I’ve learned that autism is not a disease, but something else. I don’t know what that something else is. In some sense, it is a part of him. Some say it is an integral part of his identity. Is that true? I would be okay with that, I think, if he was just “different.” Really, I think I would. But you’ve seen us the past few weeks. You’ve seen us installing the new alarm on our door to keep him from wandering. You’ve seen the black bike helmet we’ve been strapping onto his head to keep him from hurting himself during his meltdowns. And you see the bruises he gave himself at school on Wednesday. They couldn’t get the helmet on him quickly enough. When I saw them on Facetime, I knew exactly what had happened, and it about tore me up.
This is all new territory, God.
I am afraid. And I am not okay with any of it. Jack is not just a quirky kid whose mind works in it’s own exciting way. I could accept quirky, but this? Something is wrong. Something inside of him is not working the way you designed it to work. He doesn’t have the words to tell us what troubles him, but whatever it is, it is so extreme that he has decided that the best way to deal with hist frustration is to injure himself.
Dear God, this is no the way you designed him, is it? To live with unbearable frustration that turns to pain? Is that part of the identity that you have planned for him? Because I’ll be honest: if it is, well… I just don’t know how to deal with that.
I have always believed the world is broken, and that you didn’t break it.

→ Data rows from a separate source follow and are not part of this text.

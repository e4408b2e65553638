// Copyright 2025 the Ringchart Authors
// SPDX-License-Identifier: Apache-2.0 OR MIT

//! Slice geometry: values to angular arcs.
//!
//! Angles are in radians in a y-down coordinate system, so angle 0 points along +x and angles
//! increase clockwise (the `kurbo` convention). The first slice starts at the top of the ring.

extern crate alloc;

use alloc::vec::Vec;
use core::f64::consts::{FRAC_PI_2, TAU};

use kurbo::{Arc, Point, Vec2};

use crate::entity::Entity;

/// Angle at which the first slice starts (12 o'clock).
pub const START_ANGLE: f64 = -FRAC_PI_2;

/// One entity's arc segment of the ring.
#[derive(Clone, Copy, Debug, PartialEq)]
pub struct Slice<'a> {
    /// Start angle in radians.
    pub start_angle: f64,
    /// End angle in radians.
    pub end_angle: f64,
    /// Index into the color palette (the entity's position in the dataset).
    pub color_index: usize,
    /// Share of the total, in `0.0..=1.0`.
    pub fraction: f64,
    /// The entity this slice was derived from.
    pub entity: &'a Entity,
}

impl Slice<'_> {
    /// Angular width of the slice.
    pub fn sweep(&self) -> f64 {
        self.end_angle - self.start_angle
    }

    /// The slice as a circular arc of the given radius, suitable for stroking.
    pub fn arc(&self, center: Point, radius: f64) -> Arc {
        Arc::new(
            center,
            Vec2::new(radius, radius),
            self.start_angle,
            self.sweep(),
            0.0,
        )
    }
}

/// Splits the ring into one slice per entity, proportional to its value.
///
/// Returns no slices when the total is not positive (empty or all-zero datasets), so no
/// division by zero ever reaches the angles. Zero-valued entities produce zero-sweep slices so
/// slice indices stay aligned with legend rows.
///
/// Values are divided by the largest one before summing, so datasets whose raw sum overflows
/// `f64` still fill the ring.
pub fn compute_slices(entities: &[Entity]) -> Vec<Slice<'_>> {
    let max = entities.iter().map(Entity::value).fold(0.0, f64::max);
    if max <= 0.0 {
        return Vec::new();
    }
    let scaled_total: f64 = entities.iter().map(|e| e.value() / max).sum();

    let mut out = Vec::with_capacity(entities.len());
    let mut angle = START_ANGLE;
    for (i, entity) in entities.iter().enumerate() {
        let fraction = entity.value() / max / scaled_total;
        let sweep = fraction * TAU;
        out.push(Slice {
            start_angle: angle,
            end_angle: angle + sweep,
            color_index: i,
            fraction,
            entity,
        });
        angle += sweep;
    }
    out
}

#[cfg(test)]
mod tests {
    extern crate std;

    use alloc::vec;
    use core::f64::consts::PI;

    use super::*;

    fn dataset(values: &[f64]) -> Vec<Entity> {
        values
            .iter()
            .enumerate()
            .map(|(i, v)| Entity::new(*v, alloc::format!("e{i}")).unwrap())
            .collect()
    }

    fn assert_close(a: f64, b: f64) {
        assert!((a - b).abs() <= 1e-9, "{a} != {b}");
    }

    #[test]
    fn two_entities_split_at_quarter() {
        let entities = vec![
            Entity::new(10.0, "A").unwrap(),
            Entity::new(30.0, "B").unwrap(),
        ];
        let slices = compute_slices(&entities);
        assert_eq!(slices.len(), 2);

        assert_close(slices[0].start_angle, -PI / 2.0);
        assert_close(slices[0].end_angle, 0.0);
        assert_close(slices[0].sweep(), PI / 2.0);
        assert_eq!(slices[0].entity.label(), "A");

        assert_close(slices[1].start_angle, 0.0);
        assert_close(slices[1].end_angle, 3.0 * PI / 2.0);
        assert_close(slices[1].sweep(), 3.0 * PI / 2.0);
        assert_eq!(slices[1].color_index, 1);
        assert_close(slices[1].fraction, 0.75);
    }

    #[test]
    fn sweeps_sum_to_full_turn_and_are_contiguous() {
        let entities = dataset(&[0.1, 3.0, 7.25, 1e-3, 42.0, 0.0, 5.5, 13.0, 2.0, 1.0, 0.33]);
        let slices = compute_slices(&entities);
        assert_eq!(slices.len(), entities.len());
        assert_eq!(slices[0].start_angle, START_ANGLE);

        let sum: f64 = slices.iter().map(Slice::sweep).sum();
        assert!((sum - TAU).abs() < 1e-6, "sum of sweeps {sum}");

        for pair in slices.windows(2) {
            assert_eq!(pair[0].end_angle, pair[1].start_angle);
        }
        assert!(
            slices.iter().all(|s| s.sweep() >= 0.0),
            "no slice may have a negative sweep"
        );
    }

    #[test]
    fn empty_and_zero_totals_yield_no_slices() {
        assert!(compute_slices(&[]).is_empty(), "empty dataset");
        assert!(
            compute_slices(&dataset(&[0.0, 0.0, 0.0])).is_empty(),
            "all-zero dataset"
        );
    }

    #[test]
    fn values_whose_sum_overflows_still_fill_the_ring() {
        let entities = vec![
            Entity::new(f64::MAX, "a").unwrap(),
            Entity::new(f64::MAX, "b").unwrap(),
        ];
        let slices = compute_slices(&entities);
        assert_eq!(slices.len(), 2);
        assert_close(slices[0].fraction, 0.5);
        assert_close(slices[1].fraction, 0.5);
        assert_close(slices[0].sweep() + slices[1].sweep(), TAU);
        assert_close(slices[1].start_angle, START_ANGLE + PI);
    }

    #[test]
    fn zero_value_keeps_its_index() {
        let entities = dataset(&[1.0, 0.0, 1.0]);
        let slices = compute_slices(&entities);
        assert_eq!(slices.len(), 3);
        assert_eq!(slices[1].sweep(), 0.0);
        assert_eq!(slices[2].color_index, 2);
        assert_close(slices[2].start_angle, PI / 2.0);
    }

    #[test]
    fn arc_starts_at_top_of_ring() {
        let entities = dataset(&[1.0]);
        let slices = compute_slices(&entities);
        let arc = slices[0].arc(Point::new(50.0, 50.0), 20.0);
        assert_close(arc.start_angle, START_ANGLE);
        assert_close(arc.sweep_angle, TAU);
        assert_eq!(arc.radii, Vec2::new(20.0, 20.0));
    }
}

That you are the great Restorer. That your Son came to make all things new. This has been my conclusion after years of study and thought, but I have to admit, I am bias on this point, because I desperately want to believe it. I need to believe that You are truly, wholly good. That you don’t desire innocent children to live frantic and bruised. That you don’t lock up a boy’s future behind impaired speech centers in the brain.
I don’t know how to help my son, and I don’t know how to pray. I can’t just pray “heal my son” because I don’t even know what that means anymore. I don’t know what anything means.
So I won’t pray anything too bold for now. Instead, I will just remind that your name is Immanuel, which means “God with us.” Come close, Immanuel. Prince of peace, draw near to my son, and give him rest.